Is it ethical to clean a new route? How far should you go? Is it legit to knock off the exfoliating stuff? —Emily Stifler, Bozeman, Montana
Two schools of thought exist regarding route hygiene. You have the Cleaners and the Anti-Cleaners. The Cleaners, like me, believe that it is your duty
as a new router to pry off all of the loose rock, especially any blocks or flakes that could take out your belayer, and to floss and brush and garden
so I am not grabbing dirt, grit or plant life. Most people who put up routes don’t have a problem with proper cleaning. They understand that over time
any route that sees traffic will get cleaned anyway as people repeatedly grab and step on the holds, so why not make it good for everyone, nip the
bitching in the bud, and just clean the line to begin with?

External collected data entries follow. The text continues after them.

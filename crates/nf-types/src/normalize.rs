//! Normalization of raw feed payloads.
//!
//! `/feed` has answered with two envelope shapes (a bare array, or
//! `{page, posts}`) and with records whose field names drifted between
//! releases. Everything is folded into [`Post`] / [`FeedPage`] here; nothing
//! in this module fails; unusable values fall back to defaults.

use serde::{Deserialize, Deserializer};
use serde_json::{Map, Value};
use tracing::debug;

use crate::models::{FeedPage, Post};

/// Author id aliases, checked in this order. The first key whose value is
/// present and non-null wins, even if that value is not numeric.
pub const AUTHOR_ID_KEYS: [&str; 5] = ["userid", "user_id", "userId", "authorId", "author_id"];

/// Timestamp aliases, checked in this order. The first non-empty string wins.
pub const CREATED_AT_KEYS: [&str; 3] = ["createdat", "created_at", "createdAt"];

/// Interpret a JSON value as an integer.
///
/// Numbers are taken as-is when integral; strings are trimmed and parsed.
/// Everything else (missing, fractional, non-numeric text, objects) is `None`.
pub fn to_number(value: Option<&Value>) -> Option<i64> {
    match value? {
        Value::Number(n) => {
            if let Some(i) = n.as_i64() {
                Some(i)
            } else if let Some(u) = n.as_u64() {
                i64::try_from(u).ok()
            } else {
                n.as_f64().and_then(integral)
            }
        }
        Value::String(s) => {
            let s = s.trim();
            if s.is_empty() {
                return None;
            }
            s.parse::<i64>()
                .ok()
                .or_else(|| s.parse::<f64>().ok().and_then(integral))
        }
        _ => None,
    }
}

fn integral(f: f64) -> Option<i64> {
    if f.is_finite() && f.fract() == 0.0 && f >= i64::MIN as f64 && f <= i64::MAX as f64 {
        Some(f as i64)
    } else {
        None
    }
}

fn non_empty_str(value: Option<&Value>) -> Option<&str> {
    match value {
        Some(Value::String(s)) if !s.is_empty() => Some(s.as_str()),
        _ => None,
    }
}

/// Normalize one raw post record.
///
/// `fallback_ts` is used when none of the timestamp aliases carries a
/// non-empty string. Callers pass the client's current time, so a record
/// without a timestamp gets a different dedup key on every fetch.
pub fn normalize_post(raw: &Value, fallback_ts: &str) -> Post {
    let empty = Map::new();
    let record = raw.as_object().unwrap_or(&empty);

    let id = to_number(record.get("id")).unwrap_or(0);

    let author = AUTHOR_ID_KEYS
        .iter()
        .map(|k| record.get(*k))
        .find(|v| !matches!(v, None | Some(Value::Null)))
        .flatten();
    let author_id = to_number(author).unwrap_or(0);

    let content = match record.get("content") {
        Some(Value::String(s)) => s.clone(),
        _ => String::new(),
    };

    let created_at = match CREATED_AT_KEYS
        .iter()
        .find_map(|k| non_empty_str(record.get(*k)))
    {
        Some(ts) => ts.to_string(),
        None => {
            debug!(id, "feed record carries no timestamp, using client clock");
            fallback_ts.to_string()
        }
    };

    Post {
        id,
        author_id,
        content,
        created_at,
    }
}

/// Normalize a `/feed` response body requested as `requested_page`.
pub fn normalize_feed(raw: &Value, requested_page: u32, fallback_ts: &str) -> FeedPage {
    let (records, page) = match raw {
        Value::Array(items) => (items.as_slice(), requested_page),
        Value::Object(obj) => {
            let records = match obj.get("posts") {
                Some(Value::Array(items)) => items.as_slice(),
                _ => &[][..],
            };
            let page = to_number(obj.get("page"))
                .and_then(|p| u32::try_from(p).ok())
                .unwrap_or(requested_page);
            (records, page)
        }
        _ => (&[][..], requested_page),
    };

    FeedPage {
        page,
        posts: records
            .iter()
            .map(|r| normalize_post(r, fallback_ts))
            .collect(),
    }
}

/// Serde adapter for integer fields that some server builds send as strings.
pub fn lenient_i64<'de, D>(deserializer: D) -> Result<i64, D::Error>
where
    D: Deserializer<'de>,
{
    let value = Value::deserialize(deserializer)?;
    Ok(to_number(Some(&value)).unwrap_or(0))
}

The people who don’t like cleaning are the ones who don’t put up many routes, and are easy to identify by their bushy armpits. I actually feel sorry for
them because they are torn between two worlds, one where they believe they climb for their own (selfish) reasons, and another where they can’t resist
posting their latest shitpile on Mountain Project. Paradoxically, a dirty route that isn’t enjoyable to climb won’t see traffic, so it won’t ever get
clean. Thus, over time even the Anti-Cleaners will
break their vows as surely as Jimmy Swaggart and the rest of the perverts.
I understand that there are other issues such as the death of endangered lichens (endangered if they are at my area, fuck yes!), and whether prying off
rock is considered chipping, and that land managers go ape nuts when they see you up there bashing at the wall with a sledgehammer or ripping a hummingbird
nests. In short, discretion and sensitivity is always required. Gear Guy has spoken!
This article was published in Rock and Ice issue 199 (January 2012).